Collected data entries:
- Opening Delimiter -
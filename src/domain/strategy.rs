//! Strategy interface and configuration-selected variants.

use crate::domain::buy_zone::BuyZone;
use crate::domain::config::{StrategyKind, TradingConfig};
use crate::domain::error::TraderError;
use crate::domain::market::MarketSnapshot;
use crate::domain::ohlcv::Bar;
use crate::domain::position_manager::PositionManager;
use crate::domain::screener::TrendPullback;
use crate::domain::signal::{Direction, Signal};

pub trait Strategy {
    fn name(&self) -> &'static str;

    /// Fewest bars `generate_signal` accepts.
    fn required_bars(&self) -> usize;

    /// Pure function of the bars; fails with `InsufficientHistory` when
    /// there are fewer than `required_bars`.
    fn generate_signal(&self, ticker: &str, bars: &[Bar]) -> Result<Signal, TraderError>;

    /// Whether the signal still makes sense against the live quote: the
    /// price has not already run through the stop or the target.
    fn validate_signal(&self, signal: &Signal, snapshot: &MarketSnapshot) -> bool {
        let price = snapshot.last_price;
        if !(price > 0.0 && price.is_finite()) {
            return false;
        }
        match signal.direction {
            Direction::Long => {
                price > signal.stop_price
                    && (signal.target_price == 0.0 || price < signal.target_price)
            }
            Direction::Short => {
                (signal.stop_price == 0.0 || price < signal.stop_price)
                    && price > signal.target_price
            }
            Direction::None => false,
        }
    }

    fn calculate_position_size(
        &self,
        signal: &Signal,
        allocation: f64,
        positions: &PositionManager,
    ) -> i64 {
        positions.size_order(signal, allocation, signal.entry_price())
    }
}

pub fn build_strategy(config: &TradingConfig) -> Box<dyn Strategy> {
    match config.strategy {
        StrategyKind::TrendPullback => Box::new(TrendPullback::new(
            config.screener.clone(),
            config.profit_threshold,
            config.allow_shorting,
        )),
        StrategyKind::BuyZone => Box::new(BuyZone::new(
            config.buy_zone.clone(),
            config.profit_threshold,
            config.risk.min_price,
        )),
    }
}
//! Order submission, lifecycle tracking and bounded retry.
//!
//! Orders move `Pending -> Submitted -> {PartiallyFilled -> Filled |
//! Cancelled | Rejected}`. A transient failure parks the order as
//! `Rejected { retryable: true }`; it is resubmitted with a fresh client id
//! by the next [`OrderExecutor::resubmit_due`], which the loop only calls in
//! a later execution phase. After `max_retries` resubmissions the next
//! transient failure abandons the order.

use chrono::{DateTime, Utc};
use std::collections::{BTreeSet, VecDeque};
use tracing::{error, info, warn};

use crate::domain::error::GatewayError;
use crate::domain::order::{BrokerOrderState, Order, OrderRequest, OrderStatus, new_client_id};
use crate::ports::gateway_port::GatewayPort;

/// Something the loop needs to react to, produced as orders change state.
#[derive(Debug, Clone, PartialEq)]
pub enum ExecutionOutcome {
    Filled {
        signal_id: String,
        ticker: String,
        quantity: i64,
        price: f64,
    },
    /// Cancelled at the broker. `filled` counts every submission.
    Cancelled {
        signal_id: String,
        ticker: String,
        opening: bool,
        filled: i64,
    },
    /// Retries exhausted on transient failures.
    Abandoned {
        signal_id: String,
        ticker: String,
        opening: bool,
        filled: i64,
        retries: u32,
        reason: String,
    },
    /// Permanent failure; not retried.
    Rejected {
        signal_id: String,
        ticker: String,
        opening: bool,
        filled: i64,
        reason: String,
    },
}

#[derive(Debug, Clone)]
pub struct OrderExecutor {
    max_retries: u32,
    /// Orders still working at the broker or waiting to be resubmitted.
    active: Vec<Order>,
    /// Terminal orders, most recent last.
    history: VecDeque<Order>,
    history_capacity: usize,
    outcomes: Vec<ExecutionOutcome>,
}

impl OrderExecutor {
    pub fn new(max_retries: u32, history_capacity: usize) -> Self {
        OrderExecutor {
            max_retries,
            active: Vec::new(),
            history: VecDeque::new(),
            history_capacity: history_capacity.max(1),
            outcomes: Vec::new(),
        }
    }

    pub fn max_retries(&self) -> u32 {
        self.max_retries
    }

    /// Place a new limit order. Placement failures are absorbed into the
    /// returned order's status.
    pub fn submit(
        &mut self,
        gateway: &dyn GatewayPort,
        request: &OrderRequest,
        now: DateTime<Utc>,
    ) -> Order {
        let mut order = Order::new(request, now);
        self.place(gateway, &mut order, now);
        let snapshot = order.clone();
        self.track(order);
        snapshot
    }

    /// Poll one tracked order by client id. Returns `None` for an unknown id.
    pub fn poll(&mut self, gateway: &dyn GatewayPort, client_id: &str) -> Option<OrderStatus> {
        let index = self.active.iter().position(|o| o.client_id == client_id)?;
        let mut order = self.active.remove(index);
        if order.status.is_working() {
            self.refresh(gateway, &mut order);
        }
        let status = order.status;
        self.track(order);
        Some(status)
    }

    /// [`Self::poll`] every order that is live at the broker.
    pub fn poll_open(&mut self, gateway: &dyn GatewayPort) {
        let live: Vec<String> = self
            .active
            .iter()
            .filter(|o| o.status.is_working() && o.broker_id.is_some())
            .map(|o| o.client_id.clone())
            .collect();
        for client_id in live {
            self.poll(gateway, &client_id);
        }
    }

    /// Resubmit every order parked after a transient failure, for its
    /// remaining quantity and under a new client id.
    pub fn resubmit_due(&mut self, gateway: &dyn GatewayPort, now: DateTime<Utc>) {
        let orders = std::mem::take(&mut self.active);
        for mut order in orders {
            if order.status.awaiting_retry() {
                order.retry_count += 1;
                order.client_id = new_client_id();
                order.broker_id = None;
                order.requested_quantity = order.remaining_quantity();
                order.prior_filled += order.filled_quantity;
                order.filled_quantity = 0;
                order.status = OrderStatus::Pending;
                info!(
                    ticker = %order.ticker,
                    side = %order.side,
                    qty = order.requested_quantity,
                    price = order.limit_price,
                    retry = order.retry_count,
                    "resubmitting order"
                );
                self.place(gateway, &mut order, now);
            }
            self.track(order);
        }
    }

    pub fn drain_outcomes(&mut self) -> Vec<ExecutionOutcome> {
        std::mem::take(&mut self.outcomes)
    }

    pub fn active_orders(&self) -> &[Order] {
        &self.active
    }

    /// Terminal orders followed by active ones.
    pub fn recent_orders(&self) -> Vec<Order> {
        self.history.iter().chain(self.active.iter()).cloned().collect()
    }

    /// Live or awaiting retry for this ticker.
    pub fn has_live_order(&self, ticker: &str) -> bool {
        self.active.iter().any(|o| o.ticker == ticker)
    }

    /// Tickers with an entry order not yet resolved.
    pub fn pending_entry_tickers(&self) -> BTreeSet<String> {
        self.active
            .iter()
            .filter(|o| o.opening)
            .map(|o| o.ticker.clone())
            .collect()
    }

    fn place(&mut self, gateway: &dyn GatewayPort, order: &mut Order, now: DateTime<Utc>) {
        order.submitted_at = now;
        match gateway.place_order(
            &order.client_id,
            &order.ticker,
            order.side,
            order.requested_quantity,
            order.limit_price,
        ) {
            Ok(broker_id) => {
                order.broker_id = Some(broker_id);
                order.status = OrderStatus::Submitted;
                info!(
                    ticker = %order.ticker,
                    side = %order.side,
                    qty = order.requested_quantity,
                    price = order.limit_price,
                    client_id = %order.client_id,
                    outcome = "submitted",
                    "order placed"
                );
            }
            Err(e) => self.fail(order, e),
        }
    }

    fn refresh(&mut self, gateway: &dyn GatewayPort, order: &mut Order) {
        let Some(broker_id) = order.broker_id.clone() else {
            return;
        };
        let report = match gateway.get_order_status(&broker_id) {
            Ok(report) => report,
            Err(e) => {
                warn!(
                    ticker = %order.ticker,
                    client_id = %order.client_id,
                    error = %e,
                    "order status poll failed"
                );
                return;
            }
        };

        let before = order.status;
        if report.state == BrokerOrderState::Rejected {
            let reason = report
                .message
                .clone()
                .unwrap_or_else(|| "rejected by broker".to_string());
            if report.filled_quantity > 0 {
                order.filled_quantity = report.filled_quantity.min(order.requested_quantity);
                order.avg_fill_price = report.avg_fill_price;
            }
            self.fail(order, GatewayError::classify(reason));
            return;
        }

        let status = order.apply_report(&report);
        if status != before {
            info!(
                ticker = %order.ticker,
                side = %order.side,
                qty = order.requested_quantity,
                filled = order.filled_quantity,
                price = order.avg_fill_price,
                outcome = %status,
                "order status changed"
            );
        }
        if status == OrderStatus::Filled && before != OrderStatus::Filled {
            self.outcomes.push(ExecutionOutcome::Filled {
                signal_id: order.signal_id.clone(),
                ticker: order.ticker.clone(),
                quantity: order.filled_quantity,
                price: order.avg_fill_price,
            });
        }
        if status == OrderStatus::Cancelled && before != OrderStatus::Cancelled {
            self.outcomes.push(ExecutionOutcome::Cancelled {
                signal_id: order.signal_id.clone(),
                ticker: order.ticker.clone(),
                opening: order.opening,
                filled: order.total_filled(),
            });
        }
    }

    fn fail(&mut self, order: &mut Order, err: GatewayError) {
        order.last_error = Some(err.reason.clone());
        if !err.is_transient() {
            order.status = OrderStatus::Rejected { retryable: false };
            error!(
                ticker = %order.ticker,
                side = %order.side,
                qty = order.requested_quantity,
                price = order.limit_price,
                error = %err,
                outcome = "rejected",
                "order rejected permanently"
            );
            self.outcomes.push(ExecutionOutcome::Rejected {
                signal_id: order.signal_id.clone(),
                ticker: order.ticker.clone(),
                opening: order.opening,
                filled: order.total_filled(),
                reason: err.reason,
            });
        } else if order.retry_count >= self.max_retries {
            order.status = OrderStatus::Abandoned;
            error!(
                ticker = %order.ticker,
                side = %order.side,
                qty = order.remaining_quantity(),
                price = order.limit_price,
                retries = order.retry_count,
                error = %err,
                outcome = "abandoned",
                "order abandoned after exhausting retries"
            );
            self.outcomes.push(ExecutionOutcome::Abandoned {
                signal_id: order.signal_id.clone(),
                ticker: order.ticker.clone(),
                opening: order.opening,
                filled: order.total_filled(),
                retries: order.retry_count,
                reason: err.reason,
            });
        } else {
            order.status = OrderStatus::Rejected { retryable: true };
            warn!(
                ticker = %order.ticker,
                side = %order.side,
                qty = order.remaining_quantity(),
                price = order.limit_price,
                retry = order.retry_count,
                error = %err,
                outcome = "retry_scheduled",
                "transient order failure"
            );
        }
    }

    fn track(&mut self, order: Order) {
        if order.status.is_terminal() {
            if self.history.len() == self.history_capacity {
                self.history.pop_front();
            }
            self.history.push_back(order);
        } else {
            self.active.push(order);
        }
    }
}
- Closing Delimiter -
WHAT THIS TASK INVOLVES
Display each line of the data where "loop" occurs.

ANSWER SECTION
//! by the next [`OrderExecutor::resubmit_due`], which the loop only calls in
/// Something the loop needs to react to, produced as orders change state.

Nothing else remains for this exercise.